** Opening TASK MATERIAL block **

//! High-level client for running prompts through the CLI.
//!
//! This module provides [`ClaudeClient`], the main entry point. Each call
//! launches its own CLI process, so one client can serve concurrent requests.
//!
//! # Example
//!
//! ```ignore
//! use futures::StreamExt;
//! use claude_transport::{ClaudeClient, Message, Result, TransportConfig};
//!
//! #[tokio::main]
//! async fn main() -> Result<()> {
//!     let client = ClaudeClient::with_config(
//!         TransportConfig::builder().max_turns(1).build(),
//!     );
//!
//!     // One-shot, collected
//!     for message in client.query_collect("What is 2+2?").await? {
//!         if let Message::Assistant(assistant) = message {
//!             println!("{}", assistant.message.text());
//!         }
//!     }
//!
//!     // One-shot, streamed
//!     let mut stream = client.query("Write a haiku").await?;
//!     while let Some(message) = stream.next().await {
//!         let _ = message?;
//!     }
//!
//!     Ok(())
//! }
//! ```

use std::sync::Arc;

use futures::Stream;
use serde_json::Value;

use crate::config::TransportConfig;
use crate::protocol::Message;
use crate::session::ConnectionManager;
use crate::transport::{MessageStream, SubprocessTransport};
use crate::Result;

/// A client for the Claude CLI.
///
/// `ClaudeClient` holds an immutable configuration snapshot and offers:
/// - One-shot requests ([`query`](Self::query), [`query_collect`](Self::query_collect))
/// - Streamed input ([`query_stream`](Self::query_stream))
/// - Persistent connections ([`connect`](Self::connect))
///
/// # Thread Safety
///
/// `ClaudeClient` is `Send + Sync` and cheap to clone.
#[derive(Debug, Clone, Default)]
pub struct ClaudeClient {
    config: Arc<TransportConfig>,
}

impl ClaudeClient {
    /// Create a client with the default configuration.
    pub fn new() -> Self {
        Self::default()
    }

    pub fn with_config(config: TransportConfig) -> Self {
        Self {
            config: Arc::new(config),
        }
    }

    pub fn config(&self) -> &TransportConfig {
        &self.config
    }

    /// Run one prompt. The stream ends after the result message and the
    /// process is terminated once the stream finishes.
    ///
    /// # Errors
    ///
    /// Returns an error if the CLI cannot be launched or the prompt cannot
    /// be written.
    pub async fn query(&self, prompt: &str) -> Result<MessageStream> {
        SubprocessTransport::with_shared_config(Arc::clone(&self.config))
            .execute(prompt)
            .await
    }

    /// Run one prompt and collect every message up to the result.
    pub async fn query_collect(&self, prompt: &str) -> Result<Vec<Message>> {
        self.query(prompt).await?.collect_until_result().await
    }

    /// Feed a sequence of message objects in streaming mode.
    ///
    /// stdin is closed once `prompts` is exhausted, which lets the CLI finish
    /// and close the stream. The process is terminated when the stream ends
    /// or is dropped.
    pub async fn query_stream<S>(&self, prompts: S) -> Result<MessageStream>
    where
        S: Stream<Item = Value> + Send + 'static,
    {
        SubprocessTransport::with_shared_config(Arc::clone(&self.config))
            .execute_stream(prompts, true)
            .await
    }

    /// Open a persistent connection.
    pub async fn connect(&self) -> Result<ConnectionManager> {
        let manager = ConnectionManager::with_shared_config(Arc::clone(&self.config));
        manager.connect().await?;
        Ok(manager)
    }
}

** Closing TASK MATERIAL block **

#### EXERCISE
From the entries, copy out each line containing the word "configuration".

#### RESULT OF THIS TASK
/// `ClaudeClient` holds an immutable configuration snapshot and offers:
    /// Create a client with the default configuration.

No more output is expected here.